To be honest, she could have stacked bricks and iced them, and it wouldn’t have made a difference to me. It was the caramel I was after. Most of the time, I ate around the edges, getting just enough cake to support that wonderful, sugary sweet caramel. And after that first day, we usually just took spoons and scraped any remaining cake clean.
There was not a single year my Bopum failed to make me caramel cake. When I got married and moved to Michigan and my dad drove up for Thanksgiving, she sent cake with him. Come hell, high water, or random moves, Jodie would have her caramel cake!
Easter 2009 was my last caramel cake. Oh, I got one for my 2008 birthday, but she was visiting us in Georgia at Easter and decided to make me one, because she had made one for my brother’s birthday the week before and he had taunted me about it on the phone in front of her. That was more than my heart could bear, so she baked that cake and I taunted him right back.

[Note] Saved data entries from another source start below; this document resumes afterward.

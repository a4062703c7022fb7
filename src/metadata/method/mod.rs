//! Method definitions, signatures and bodies.
//!
//! # Key Components
//!
//! - [`Method`] - A method definition with its signature and optional body
//! - [`MethodSignature`] - Parameter and return types, used for overload selection and for
//!   the stack effect of calls
//! - [`MethodBody`] / [`InstrId`] - The editable instruction list
//! - [`MethodHeader`] - ECMA-335 serialized body layout
//! - [`ExceptionHandler`] / [`ExceptionClause`] - Protected regions

mod body;
mod exceptions;
mod header;
mod types;

pub use body::{InstrId, MethodBody};
pub use exceptions::{ExceptionClause, ExceptionHandler, ExceptionHandlerFlags};
pub use header::{MethodHeader, FAT_HEADER_SIZE, TINY_MAX_CODE_SIZE, TINY_MAX_STACK};
pub use types::{MethodAttributes, MethodBodyFlags, SectionFlags, METHOD_ACCESS_MASK};

use std::fmt;

use crate::metadata::token::Token;

/// Full name of the type returned by methods that return nothing.
pub const VOID: &str = "System.Void";

/// Parameter and return types of a method, by full type name.
#[derive(Debug, Clone, PartialEq, Eq, Hash)]
pub struct MethodSignature {
    /// Instance method; the receiver is passed as an implicit first argument
    pub has_this: bool,
    /// Full names of the parameter types
    pub params: Vec<String>,
    /// Full name of the return type
    pub return_type: String,
}

impl MethodSignature {
    /// Signature of an instance method.
    pub fn instance(params: &[&str], return_type: &str) -> Self {
        MethodSignature {
            has_this: true,
            params: params.iter().map(ToString::to_string).collect(),
            return_type: return_type.to_string(),
        }
    }

    /// Signature of a static method.
    pub fn new_static(params: &[&str], return_type: &str) -> Self {
        MethodSignature {
            has_this: false,
            ..MethodSignature::instance(params, return_type)
        }
    }

    /// Returns true unless the method returns `System.Void`.
    #[must_use]
    pub fn returns_value(&self) -> bool {
        self.return_type != VOID
    }

    /// Number of stack slots a call pops, receiver included.
    #[must_use]
    pub fn call_pops(&self) -> usize {
        self.params.len() + usize::from(self.has_this)
    }

    /// Compares the parameter list against `query`.
    ///
    /// Each query entry matches a parameter by its full name (`UnityEngine.KeyCode`) or by
    /// its simple name (`KeyCode`).
    #[must_use]
    pub fn matches_params(&self, query: &[&str]) -> bool {
        self.params.len() == query.len()
            && self
                .params
                .iter()
                .zip(query)
                .all(|(param, wanted)| param == wanted || simple_name(param) == *wanted)
    }
}

impl fmt::Display for MethodSignature {
    fn fmt(&self, f: &mut fmt::Formatter<'_>) -> fmt::Result {
        if !self.has_this {
            write!(f, "static ")?;
        }
        write!(f, "{}(", self.return_type)?;
        for (i, param) in self.params.iter().enumerate() {
            if i > 0 {
                write!(f, ", ")?;
            }
            write!(f, "{param}")?;
        }
        write!(f, ")")
    }
}

/// The part of a type name after the last namespace dot or nesting slash.
#[must_use]
pub fn simple_name(full_name: &str) -> &str {
    full_name
        .rsplit(['.', '/'])
        .next()
        .unwrap_or(full_name)
}

/// A method definition.
#[derive(Debug)]
pub struct Method {
    /// `MethodDef` token of this method
    pub token: Token,
    /// Access and layout flags
    pub flags: MethodAttributes,
    /// Method name
    pub name: String,
    /// Parameter and return types
    pub signature: MethodSignature,
    body: Option<MethodBody>,
    raw_body: Option<Vec<u8>>,
}

impl Method {
    /// Creates a method definition.
    pub fn new(
        token: Token,
        flags: MethodAttributes,
        name: impl Into<String>,
        signature: MethodSignature,
        body: Option<MethodBody>,
    ) -> Self {
        Method {
            token,
            flags,
            name: name.into(),
            signature,
            body,
            raw_body: None,
        }
    }

    /// Creates a method whose body was decoded from `raw`. Until the body is borrowed
    /// mutably, the method is written back with exactly these bytes.
    pub(crate) fn with_raw_body(
        token: Token,
        flags: MethodAttributes,
        name: String,
        signature: MethodSignature,
        body: MethodBody,
        raw: Vec<u8>,
    ) -> Self {
        Method {
            token,
            flags,
            name,
            signature,
            body: Some(body),
            raw_body: Some(raw),
        }
    }

    /// The body, if the method has one.
    #[must_use]
    pub fn body(&self) -> Option<&MethodBody> {
        self.body.as_ref()
    }

    /// The body for editing. The method will be re-encoded when its module is saved.
    pub fn body_mut(&mut self) -> Option<&mut MethodBody> {
        self.raw_body = None;
        self.body.as_mut()
    }

    /// The original serialized body, as long as it was not borrowed for editing.
    #[must_use]
    pub fn raw_body(&self) -> Option<&[u8]> {
        self.raw_body.as_deref()
    }

    /// Returns true for static methods.
    #[must_use]
    pub fn is_static(&self) -> bool {
        self.flags.contains(MethodAttributes::STATIC)
    }
}

#[cfg(test)]
mod tests {
    use super::*;

    #[test]
    fn matches_params() {
        let sig = MethodSignature::new_static(&["UnityEngine.KeyCode"], "System.Boolean");
        assert!(sig.matches_params(&["KeyCode"]));
        assert!(sig.matches_params(&["UnityEngine.KeyCode"]));
        assert!(!sig.matches_params(&["String"]));
        assert!(!sig.matches_params(&[]));
        assert_eq!(sig.call_pops(), 1);
        assert!(sig.returns_value());
    }

    #[test]
    fn instance_signature() {
        let sig = MethodSignature::instance(&["System.String"], VOID);
        assert_eq!(sig.call_pops(), 2);
        assert!(!sig.returns_value());
        assert_eq!(sig.to_string(), "System.Void(System.String)");
    }

    #[test]
    fn simple_names() {
        assert_eq!(simple_name("System.String"), "String");
        assert_eq!(simple_name("Dialogue/<SlowText>c__IteratorD"), "<SlowText>c__IteratorD");
        assert_eq!(simple_name("Int32"), "Int32");
    }

    #[test]
    fn raw_body_dropped_on_edit() {
        let mut method = Method::with_raw_body(
            Token::from_parts(Token::METHOD_DEF, 1),
            MethodAttributes::PUBLIC,
            "MoveNext".to_string(),
            MethodSignature::instance(&[], "System.Boolean"),
            MethodBody::new(),
            vec![0x02, 0x2A],
        );
        assert_eq!(method.raw_body(), Some(&[0x02, 0x2A][..]));
        assert!(method.body_mut().is_some());
        assert_eq!(method.raw_body(), None);
    }
}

Less than three months later, she was gone. To be honest, I think she knew that Easter was her last chance to make me one, because it was the first time she taught me how to do it. I haven’t had the heart to try, because it just isn’t the same if I do it myself, but I’ll tell you what… Bopum’s caramel cake equals butter, sugar, and full-fat-whipping-cream love, one hundred percent.
–JB
Jessica R. ptch says
YUMMY!!
I was and still am a pasta girl! My mom always made Beef n Noodles which I loved. Still do!
My grandma used to make me a German Choc cake for my birthday. It was wonderful. After I got married and did grocery shopping for myself, I discovered the frosting in a can.
I called my mom and told her about it. She laughed and said, “What? You thought your grandma made that cake from scratch?”
Yes, yes I did.
Jodie says
Oh man! That cracked me up. Were you shattered? Or were you just stupid excited that you could now eat the icing straight out of the can any time you wanted? 🙂
Kaye Dacus says
My great-grandmother’s plain cake (pound cake)—warm with butter on it.
I have the recipe, but it just doesn’t taste the same when I make it. I think it has something to do with how well her Bundt pan was “seasoned.” Somehow, a Teflon pan just doesn’t imbue the same flavor. 😉
Jodie says
There is just something about grandmother’s and cake, I guess. I’d love to be able to make icing her way, but it’s impossible. I really do think love makes a difference.